Haluk Özkan.. "YILDIZ  ELİNE-BELİNE HAKİM OLAMADIĞI GİBİ DİLİNE DE HAKİM OLAMADI?"

Haluk Özkan.. "YILDIZ ELİNE-BELİNE HAKİM OLAMADIĞI GİBİ DİLİNE DE HAKİM OLAMADI?"

Haluk Özkan son albümü "Mutlu Aşk Yoktur" müzik piyasalarında rekora koşuyor? İşte magazinkolik olarak Özkan'la çok ilginizi çekeceğine inandığımız bir söyleşi gerçekleştirdik?

"Bizler sadece sanatçı değiliz hayata ve insanımıza karşı da sorumluluklarımız var; bizim görev alanımız sahnede başlayıp sahnede bitmiyor ki! bizler hayata karşı da sorumluyuz?" diyerek sanatçı duyarlılığı ve duruşu hakkında adeta genç nesile ders veren Haluk Özkan, röportajımız sırasında birbirinden ilginç şeyler söyledi?

MAGAZİNKOLİK: Neden Mutlu Aşk Yoktur.?

Haluk ÖZKAN : Büyük aşkların bitişi genellikle yıkım ve hüsrandır. Yakın tarihte de bunun örneklerini medya aracılığıyla çoğu zamanda Televizyonlardan canlı olarak izledik. Aşkta en zor olan ihanete uğramaktır, ihaneti yaşayan o an itibariyle yıkılıyor. Gel gelelim ihanet edenin durumu çok daha vahim bu durumla yüz yüze ölene kadar yaşamak zorunda kalıyor.

Aşklar senden benden önce de vardı gelecekte de olacak; Önemli olan Aşkın nasıl yaşadığıdır en fazla; Albüm de de Nazım Hikmet'ten tutun da Haydar Ergülen'e; Enver Gökçe'den tutun da Ahmet Arif'e kadar bir çok şairin "Aşk ve Sevda" üzerine şiirlerini bulacağız.
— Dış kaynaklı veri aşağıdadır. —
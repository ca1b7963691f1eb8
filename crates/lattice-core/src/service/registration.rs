use std::cmp::Reverse;
use std::collections::HashMap;
use std::fmt;
use std::sync::atomic::{AtomicI64, Ordering};
use std::sync::{Arc, Weak};
use std::thread::ThreadId;

use parking_lot::{Condvar, Mutex};

use crate::bundle::{Bundle, BundleId, WeakBundle};
use crate::kernel::context::CoreContext;
use crate::properties::{Properties, SharedProperties};
use crate::service::{InterfaceMapPtr, ServiceError, ServiceId, ServiceObject, ServiceReference, ServiceScope};

/// A consuming bundle and its outstanding `get_service` count.
pub(crate) struct Dependent {
    pub(crate) bundle: WeakBundle,
    pub(crate) count: usize,
}

/// Mutable part of a registration, guarded by the registration lock.
pub(crate) struct RegistrationState {
    pub(crate) available: bool,
    pub(crate) unregistering: bool,
    /// Cleared once unregistration has finished.
    pub(crate) service: Option<ServiceObject>,
    pub(crate) dependents: HashMap<BundleId, Dependent>,
    pub(crate) bundle_instances: HashMap<BundleId, (WeakBundle, InterfaceMapPtr)>,
    pub(crate) prototype_instances: HashMap<BundleId, (WeakBundle, Vec<InterfaceMapPtr>)>,
    /// Consumers whose bundle-scoped instance is being produced, and the
    /// thread calling the factory for them.
    pub(crate) producing: HashMap<BundleId, ThreadId>,
}

impl RegistrationState {
    pub(crate) fn add_dependent(&mut self, bundle: &Bundle) {
        self.dependents
            .entry(bundle.id())
            .or_insert_with(|| Dependent { bundle: bundle.downgrade(), count: 0 })
            .count += 1;
    }

    pub(crate) fn is_used_by(&self, bundle_id: BundleId) -> bool {
        self.dependents.contains_key(&bundle_id)
            || self.bundle_instances.contains_key(&bundle_id)
            || self.prototype_instances.contains_key(&bundle_id)
    }
}

/// Shared registration record. The registry's arena owns it until
/// unregistration completes; references reach it by id and generation.
pub(crate) struct RegistrationCore {
    pub(crate) id: ServiceId,
    pub(crate) generation: u64,
    pub(crate) bundle: WeakBundle,
    pub(crate) bundle_id: BundleId,
    pub(crate) classes: Vec<String>,
    pub(crate) scope: ServiceScope,
    pub(crate) ranking: AtomicI64,
    pub(crate) properties: SharedProperties,
    pub(crate) state: Mutex<RegistrationState>,
    /// Signalled when an entry leaves `producing`.
    pub(crate) produced: Condvar,
}

impl RegistrationCore {
    pub(crate) fn new(
        id: ServiceId,
        generation: u64,
        bundle: &Bundle,
        classes: Vec<String>,
        ranking: i64,
        properties: Properties,
        service: ServiceObject,
    ) -> Self {
        Self {
            id,
            generation,
            bundle: bundle.downgrade(),
            bundle_id: bundle.id(),
            classes,
            scope: service.scope(),
            ranking: AtomicI64::new(ranking),
            properties: SharedProperties::new(properties),
            state: Mutex::new(RegistrationState {
                available: true,
                unregistering: false,
                service: Some(service),
                dependents: HashMap::new(),
                bundle_instances: HashMap::new(),
                prototype_instances: HashMap::new(),
                producing: HashMap::new(),
            }),
            produced: Condvar::new(),
        }
    }

    /// Greater keys sort first: higher ranking, then lower id.
    pub(crate) fn order_key(&self) -> (i64, Reverse<ServiceId>) {
        (self.ranking.load(Ordering::Acquire), Reverse(self.id))
    }
}

impl fmt::Debug for RegistrationCore {
    fn fmt(&self, f: &mut fmt::Formatter<'_>) -> fmt::Result {
        f.debug_struct("RegistrationCore")
            .field("id", &self.id)
            .field("bundle_id", &self.bundle_id)
            .field("classes", &self.classes)
            .field("scope", &self.scope)
            .finish_non_exhaustive()
    }
}

/// Handle returned to the bundle that registered a service.
#[derive(Clone)]
pub struct ServiceRegistration {
    pub(crate) core: Arc<RegistrationCore>,
    context: Weak<CoreContext>,
}

impl ServiceRegistration {
    pub(crate) fn new(core: Arc<RegistrationCore>, context: Weak<CoreContext>) -> Self {
        Self { core, context }
    }

    fn framework(&self) -> Result<Arc<CoreContext>, ServiceError> {
        self.context.upgrade().ok_or_else(|| ServiceError::IllegalState {
            service_id: self.core.id,
            message: "framework has been dropped".to_string(),
        })
    }

    pub fn id(&self) -> ServiceId {
        self.core.id
    }

    pub fn scope(&self) -> ServiceScope {
        self.core.scope
    }

    pub fn interfaces(&self) -> &[String] {
        &self.core.classes
    }

    pub fn bundle(&self) -> Option<Bundle> {
        self.core.bundle.upgrade()
    }

    pub fn is_available(&self) -> bool {
        self.core.state.lock().available
    }

    pub fn properties(&self) -> Properties {
        self.core.properties.snapshot()
    }

    pub fn reference(&self) -> ServiceReference {
        ServiceReference::new(&self.core, self.context.clone(), None)
    }

    /// A reference bound to one of the registered interface names.
    pub fn reference_for(&self, interface: &str) -> Option<ServiceReference> {
        self.core
            .classes
            .iter()
            .any(|c| c == interface)
            .then(|| ServiceReference::new(&self.core, self.context.clone(), Some(interface.to_string())))
    }

    /// Replaces the service properties. The reserved keys (object classes,
    /// id and scope) keep their registered values.
    pub fn set_properties(&self, properties: Properties) -> Result<(), ServiceError> {
        let framework = self.framework()?;
        framework.services().set_properties(&framework, &self.core, properties)
    }

    /// Unregisters the service. A call made while another unregistration is
    /// in progress is ignored; a call on a finished one is an error.
    pub fn unregister(&self) -> Result<(), ServiceError> {
        let framework = self.framework()?;
        framework.services().unregister(&framework, &self.core)
    }
}

impl PartialEq for ServiceRegistration {
    fn eq(&self, other: &Self) -> bool {
        Arc::ptr_eq(&self.core, &other.core)
    }
}

impl Eq for ServiceRegistration {}

impl fmt::Debug for ServiceRegistration {
    fn fmt(&self, f: &mut fmt::Formatter<'_>) -> fmt::Result {
        f.debug_struct("ServiceRegistration")
            .field("id", &self.core.id)
            .field("bundle_id", &self.core.bundle_id)
            .field("interfaces", &self.core.classes)
            .finish()
    }
}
MAGAZİNKOLİK: ilişkilerin başlangıcında problem yok; fakat bitişlerin de taraflardan biri mutlaka ilişkiyi medyaya kötü bir şekliyle taşıyor? Örneğin en son Yıldız Tilbe'nin, Uzay Hepar'ıyla yaşadığı ilişkisini 15 yıl sonra medyaya taşımasıyla, açıklama yapması gibi, sen ne düşünüyorsun bu konuda..?

Haluk ÖZKAN: Yıldızın basına 15 sene önceki ilişkisini açıklaması doğu kültürü aldığını söyleyen bir arkadaşımıza hiç ama hiç yakışmadığını düşünüyorum.

Yıldız doğu kökenli bir arkadaşımız; Ben doğulu değilim ama doğu kültüründe büyüğe, ilişkilerin mahremiyetine çok önem verilir ve benim ve bizim kültürümüzde de eline beline ve diline sahip olman gerekliliği vardır.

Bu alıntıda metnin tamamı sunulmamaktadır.